The dollar pulled back below ¥103 in Tokyo trading Monday, pressured by position-adjustment selling after its surge last week and ahead of a key policy-setting meeting for the U.S. Federal Reserve this week.
At 5 p.m., the dollar was quoted at ¥102.86-87, down from ¥103.59-61 at the same time Friday. The euro was at $1.3751-3751, little changed from $1.3753-3755, and at ¥141.43-46, down from ¥142.49-56.
The greenback fell as low as around ¥102.60, with sales spurred by a weaker than expected reading in the HSBC China manufacturing purchasing managers’ index for December, traders said. The manufacturing PMI fell to 50.5 from 50.8 for November.
In the Bank of Japan quarterly “tankan” sentiment survey for December, the headline diffusion index improved to plus 16 from plus 12 in the September survey, but it had little impact on the currency market as the result was within market expectations, some traders said.
Yet Yuzo Sakai of Tokyo Forex & Ueda Harlow said that “unclear prospects shown by the survey led to the buying of the yen.”

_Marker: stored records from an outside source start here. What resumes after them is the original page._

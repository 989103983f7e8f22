//! Relational schema
//!
//! Six tables, created idempotently when a database is opened:
//!
//! ```text
//! metrics ──< metric_data_points        (ON DELETE CASCADE)
//! segments ──< segment_campaigns >── campaigns   (both sides ON DELETE CASCADE)
//! segments ──< experiments.target_segment_id     (no action: delete is refused)
//! ```
//!
//! Timestamps are fixed-width RFC 3339 UTC text, so `ORDER BY` on them is chronological.

use rusqlite::Connection;

use crate::store::error::StoreResult;

/// DDL for every table and index, safe to run on an existing database
pub const SCHEMA_SQL: &str = "
CREATE TABLE IF NOT EXISTS metrics (
    id                 INTEGER PRIMARY KEY AUTOINCREMENT,
    name               TEXT NOT NULL,
    description        TEXT,
    value              REAL,
    unit               TEXT,
    category           TEXT,
    status             TEXT NOT NULL DEFAULT 'inactive',
    version            TEXT NOT NULL DEFAULT 'v1.0.0',
    owner              TEXT,
    priority           TEXT,
    calculation_logic  TEXT,
    alert_settings     TEXT,
    data_source        TEXT,
    aggregation_period TEXT,
    created_at         TEXT NOT NULL,
    updated_at         TEXT NOT NULL
);
CREATE INDEX IF NOT EXISTS idx_metrics_category ON metrics(category);
CREATE INDEX IF NOT EXISTS idx_metrics_status ON metrics(status);

CREATE TABLE IF NOT EXISTS metric_data_points (
    id         INTEGER PRIMARY KEY AUTOINCREMENT,
    metric_id  INTEGER NOT NULL REFERENCES metrics(id) ON DELETE CASCADE,
    value      REAL NOT NULL,
    timestamp  TEXT NOT NULL,
    created_at TEXT NOT NULL
);
CREATE INDEX IF NOT EXISTS idx_data_points_metric_ts
    ON metric_data_points(metric_id, timestamp);

CREATE TABLE IF NOT EXISTS segments (
    id                 INTEGER PRIMARY KEY AUTOINCREMENT,
    name               TEXT NOT NULL,
    description        TEXT,
    owner              TEXT,
    category           TEXT,
    tags               TEXT,
    refresh_period     TEXT,
    query_definition   TEXT,
    customer_count     INTEGER,
    metric1_value      TEXT,
    metric1_label      TEXT,
    metric2_value      TEXT,
    metric2_label      TEXT,
    metric3_value      TEXT,
    metric3_label      TEXT,
    metric4_value      TEXT,
    metric4_label      TEXT,
    last_touch_channel TEXT,
    last_touch_date    TEXT,
    created_at         TEXT NOT NULL,
    updated_at         TEXT NOT NULL
);
CREATE INDEX IF NOT EXISTS idx_segments_category ON segments(category);

CREATE TABLE IF NOT EXISTS campaigns (
    id          INTEGER PRIMARY KEY AUTOINCREMENT,
    name        TEXT NOT NULL,
    description TEXT,
    status      TEXT NOT NULL DEFAULT 'active',
    created_at  TEXT NOT NULL
);

CREATE TABLE IF NOT EXISTS segment_campaigns (
    id          INTEGER PRIMARY KEY AUTOINCREMENT,
    segment_id  INTEGER NOT NULL REFERENCES segments(id) ON DELETE CASCADE,
    campaign_id INTEGER NOT NULL REFERENCES campaigns(id) ON DELETE CASCADE,
    created_at  TEXT NOT NULL
);
CREATE INDEX IF NOT EXISTS idx_segment_campaigns_segment ON segment_campaigns(segment_id);
CREATE INDEX IF NOT EXISTS idx_segment_campaigns_campaign ON segment_campaigns(campaign_id);

CREATE TABLE IF NOT EXISTS experiments (
    id                        INTEGER PRIMARY KEY AUTOINCREMENT,
    name                      TEXT NOT NULL,
    description               TEXT,
    owner                     TEXT NOT NULL,
    team                      TEXT,
    experiment_type           TEXT NOT NULL DEFAULT 'A/B Test',
    status                    TEXT NOT NULL DEFAULT 'draft',
    objective                 TEXT,
    background                TEXT,
    hypothesis                TEXT NOT NULL,
    expected_impact           TEXT,
    ice_impact                INTEGER,
    ice_confidence            INTEGER,
    ice_ease                  INTEGER,
    primary_metric_ids        TEXT NOT NULL DEFAULT '[]',
    secondary_metric_ids      TEXT NOT NULL DEFAULT '[]',
    guardrail_metric_ids      TEXT NOT NULL DEFAULT '[]',
    start_date                TEXT,
    end_date                  TEXT,
    target_segment_id         INTEGER NOT NULL REFERENCES segments(id),
    variants                  TEXT NOT NULL DEFAULT '[]',
    experiment_unit           TEXT NOT NULL DEFAULT 'User',
    significance_level        REAL NOT NULL DEFAULT 0.05,
    statistical_power         REAL NOT NULL DEFAULT 0.8,
    minimum_detectable_effect REAL,
    sample_size               TEXT,
    conditions                TEXT,
    confounding_factors       TEXT,
    progress                  REAL NOT NULL DEFAULT 0.0,
    days_left                 INTEGER,
    created_at                TEXT NOT NULL,
    updated_at                TEXT NOT NULL
);
CREATE INDEX IF NOT EXISTS idx_experiments_status ON experiments(status);
CREATE INDEX IF NOT EXISTS idx_experiments_created ON experiments(created_at);
CREATE INDEX IF NOT EXISTS idx_experiments_segment ON experiments(target_segment_id);
";

/// Names of all tables, in dependency order
pub const TABLES: [&str; 6] = [
    "metrics",
    "metric_data_points",
    "segments",
    "campaigns",
    "segment_campaigns",
    "experiments",
];

/// Create every table and index that does not exist yet
pub fn create_schema(conn: &Connection) -> StoreResult<()> {
    conn.execute_batch(SCHEMA_SQL)?;
    Ok(())
}

#[cfg(test)]
mod tests {
    use super::*;

    fn table_exists(conn: &Connection, name: &str) -> bool {
        conn.query_row(
            "SELECT COUNT(*) FROM sqlite_master WHERE type = 'table' AND name = ?1",
            [name],
            |row| row.get::<_, i64>(0),
        )
        .map(|count| count == 1)
        .unwrap_or(false)
    }

    #[test]
    fn test_create_schema() {
        let conn = Connection::open_in_memory().unwrap();
        create_schema(&conn).unwrap();

        for table in TABLES {
            assert!(table_exists(&conn, table), "missing table {}", table);
        }
    }

    #[test]
    fn test_create_schema_is_idempotent() {
        let conn = Connection::open_in_memory().unwrap();
        create_schema(&conn).unwrap();
        create_schema(&conn).unwrap();

        assert!(table_exists(&conn, "experiments"));
    }
}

The dollar’s pullback followed its ascent late last week to a five-year high close to ¥104 on growing expectations that the Fed will begin to scale back its quantitative monetary easing, or QE, at the two-day meeting of its Federal Open Market Committee that starts Tuesday.
“Traders will remain nervous until the end of the FOMC meeting,” said an official at a foreign exchange margin trading service provider.
Still, the dollar will be supported by buying on dips by those who missed buying opportunities in the rapid rise last week, said an official at a foreign-affiliated securities firm.
Following a spate of brisk U.S. economic indicators and a budget deal reached between Democrats and Republicans last week, some analysts see a greater chance of the Fed deciding to shave QE.
“The market consensus has not changed and forecasts the start of tapering next March,” an official at a bank-affiliated brokerage firm said, but “there is growing caution among traders about a possible December start.”